Lo sfogo

Il sindaco di Sarnico: «Prima segnalate i vicini, ora vi lamentate dei droni. Serve rispetto»

Giorgio Bertazzoli dopo le lamentele di alcuni residenti per l'utilizzo di mezzi tecnologici da parte delle forze dell'ordine per controllare il territorio

Il sindaco di Sarnico: «Prima segnalate i vicini, ora vi lamentate dei droni. Serve rispetto»
20 Aprile 2020 ore 13:50

«Una vergogna! Una vera vergogna! Per un mese ho ricevuto foto private, e ancora oggi le ricevo, di gente che fotografa e filma giorno e notte i propri vicini o avventori davanti alla propria casa, chiedendo massime pene per i trasgressori. Oggi arrivava la Polizia di Stato mandata dalla Questura di Bergamo su Sarnico per provare il supporto dei droni, anche a futuri scopi, come controllo e spaccio di stupefacenti ed altro e… apriti cielo! Si inneggia alla dittatura, al controllo sistematico delle persone, quando il 90 per cento delle stesse è registrata in tutti i social e chat inutili possibili del mondo!».

È il lungo sfogo che Giorgio Bertazzoli, sindaco di Sarnico, ha affidato domenica 19 aprile ai social, per evidenziare come se da un lato alcuni cittadini continuino a segnalare qualsiasi movimento vedano, dall’altro si scatenino lamentele per l’operato delle forze dell’ordine, impegnate a identificare e sanzionare chi non rispetta le norme anticontagio.

Entrambi comportamenti che indicano chiaramente come l’isolamento forzato, a cui siamo costretti da oltre un mese e mezzo, abbia portato diverse persone a livelli di insofferenza e di intolleranza sempre più alti. «Mi ricordo un mese e mezzo fa di gente che andava a sciare, tutto aperto, lungolago di Sarnico pieno, in barba a quello che stava succedendo, minimizzando la situazione – prosegue il primo cittadino -. A Pasqua e Pasquetta addirittura code a Pomezia per andare al mare, mentre qui sul territorio si esce per ogni minima cavolata e solo ieri in Lombardia ancora 1246 nuovi contagi ufficiali da Covid-19. In Cina, dove sono stato, sui social non si può ovviamente scrivere liberamente, segno che in Italia non c’è una dittatura! In Cina hanno messo il coprifuoco, l’esercito nelle strade, mentre qui dove si esce per qualunque cavolata e dove le Forze dell’Ordine sono tolleranti al 90 per cento il Coronavirus gira ancora e in un mese ha fatto 23 mila morti… tantissimi nostri familiari, amici, concittadini e solo a Sarnico oltre 60 morti in un mese, mentre nello stesso periodo dell’anno scorso erano stati 6».

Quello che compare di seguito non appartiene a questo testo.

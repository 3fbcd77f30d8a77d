// SPDX-License-Identifier: MIT OR Apache-2.0

//! Service layer containing the schema resolver implementation.
//!
//! This module contains `EnvResolver`, the implementation of the
//! `SchemaResolver` trait, which provides the main interface of the crate.

pub mod resolver;

// Re-export commonly used types
pub use resolver::EnvResolver;
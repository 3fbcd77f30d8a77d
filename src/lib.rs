// SPDX-License-Identifier: MIT OR Apache-2.0

//! Schema-driven, fail-fast environment variable loading.
//!
//! Declare which environment variables your program needs and what type each one
//! has, then resolve them all at startup. Values are coerced to strings, numbers or
//! booleans, and every problem is reported before the rest of the program runs.
//!
//! # Architecture
//!
//! The crate follows hexagonal architecture principles:
//!
//! - **Domain Layer**: Core types and rules (`PrimitiveType`, `EnvValue`, `Schema`,
//!   `ResolvedConfig`, the scalar coercer, errors)
//! - **Ports**: The `Environment` trait every value is read through
//! - **Adapters**: `ProcessEnv`, `MapEnv` and the YAML schema loader
//! - **Service**: `EnvResolver`, which implements the four resolution operations
//!
//! # Resolution Modes
//!
//! - **Required**: every key must be present; all missing keys are reported together
//! - **Optional**: absent keys are left out of the result
//! - **Defaults**: absent keys take a typed default
//! - **Enum**: a single value must belong to an allow-set
//!
//! Malformed values (`PORT=abc`, `DEBUG=yes`) always fail on the first offending key.
//!
//! # Feature Flags
//!
//! - `env`: Enable the process environment adapter and the `*_env` functions (default)
//! - `yaml`: Enable loading schemas from YAML (default)
//! - `full`: Enable all features
//!
//! # Quick Start
//!
//! ```rust,no_run
//! use envschema::prelude::*;
//!
//! # fn main() -> std::result::Result<(), Box<dyn std::error::Error>> {
//! let env = envschema::require_env(
//!     &Schema::new()
//!         .field("DB_URL", PrimitiveType::String)
//!         .field("PORT", PrimitiveType::Number)
//!         .field("DEBUG", PrimitiveType::Boolean),
//! )?;
//!
//! let opt = envschema::optional_env(&Schema::new().field("REDIS_URL", PrimitiveType::String))?;
//!
//! let with_defaults = envschema::require_env_with_defaults(
//!     &DefaultingSchema::new().field("PORT", 3000).field("DEBUG", false),
//! )?;
//!
//! let log_level = envschema::validate_enum_env("LOG_LEVEL", &["info", "warn", "error"], None)?;
//!
//! println!("{:?} {:?} {:?} {}", env, opt, with_defaults, log_level);
//! # Ok(())
//! # }
//! ```

#![deny(missing_docs)]
#![deny(rustdoc::broken_intra_doc_links)]
#![warn(clippy::all)]

pub mod adapters;
pub mod domain;
pub mod ports;
pub mod service;

#[cfg(feature = "env")]
use domain::{DefaultingSchema, ResolvedConfig, Result, Schema, SchemaResolver};

/// Resolves a schema of required keys against the process environment.
///
/// See [`SchemaResolver::require`](crate::domain::SchemaResolver::require).
#[cfg(feature = "env")]
pub fn require_env(schema: &Schema) -> Result<ResolvedConfig> {
    service::EnvResolver::from_process().require(schema)
}

/// Resolves a schema of optional keys against the process environment.
///
/// See [`SchemaResolver::optional`](crate::domain::SchemaResolver::optional).
#[cfg(feature = "env")]
pub fn optional_env(schema: &Schema) -> Result<ResolvedConfig> {
    service::EnvResolver::from_process().optional(schema)
}

/// Resolves a defaulting schema against the process environment.
///
/// See [`SchemaResolver::with_defaults`](crate::domain::SchemaResolver::with_defaults).
#[cfg(feature = "env")]
pub fn require_env_with_defaults(schema: &DefaultingSchema) -> Result<ResolvedConfig> {
    service::EnvResolver::from_process().with_defaults(schema)
}

/// Validates a value against an allow-set, reading `key` from the process
/// environment when `value` is `None`.
///
/// See [`SchemaResolver::validate_enum`](crate::domain::SchemaResolver::validate_enum).
#[cfg(feature = "env")]
pub fn validate_enum_env<'a>(
    key: &str,
    allowed: &'a [&'a str],
    value: Option<&str>,
) -> Result<&'a str> {
    service::EnvResolver::from_process().validate_enum(key, allowed, value)
}

/// Commonly used types and traits.
///
/// This module re-exports the most commonly used types and traits for convenient access.
pub mod prelude {
    pub use crate::domain::{
        DefaultingSchema, EnvError, EnvValue, FieldDefault, PrimitiveType, ResolvedConfig,
        Result, Schema, SchemaResolver,
    };
    pub use crate::ports::Environment;
    pub use crate::service::EnvResolver;

    pub use crate::adapters::MapEnv;
    // Re-export adapters based on feature flags
    #[cfg(feature = "env")]
    pub use crate::adapters::ProcessEnv;
}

Il primo cittadino sottolinea come sia necessario il «rispetto per lo sforzo fatto finora! Rispetto per le nostre forze dell’ordine che per 1.300 euro al mese devono sentire le boiate di quelli che dicono: “dispiego di forze eccessivo”, “soldi buttati via”, “Stato tiranno”, ecc… non capendo elementarmente parlando, che le nuove tecnologie possono essere affinate anche per scopi futuri, che oggi la Polizia era su Sarnico per fare delle prove tecniche e non per vessare nessuno! Che magari anche quei poveri cristi della Polizia, oggi che è domenica, avrebbero voluto stare a casa loro, e non essere qui a provare droni a tutela della sicurezza di tutti! La nostra libertà finisce quando finisce quella altrui! Questa pandemia ci ha fatto capire ancor più che siamo legati indissolubilmente ad uno stesso destino. E certi commenti contro le forze dell’ordine, contro il lock-down forzato, trovano davvero il tempo che trovano perché se il Governo o la Regione non avessero imposto queste regole, oggi di morti non ne avremo 23 mila, ma ben oltre 100 mila e i contagiati sarebbero molti di più! E allora davvero sì che il Sistema-Paese sarebbe andato a rotoli… Quindi rispetto collettivo per lo sforzo di tutti quegli operatori in prima linea, non da ultima l’infermiera della Casa di riposo di Predore morta a 55 anni, nello svolgimento del proprio lavoro, così come i tantissimi medici, infermieri e forze dell’ordine che si sono ammalati e purtroppo deceduti».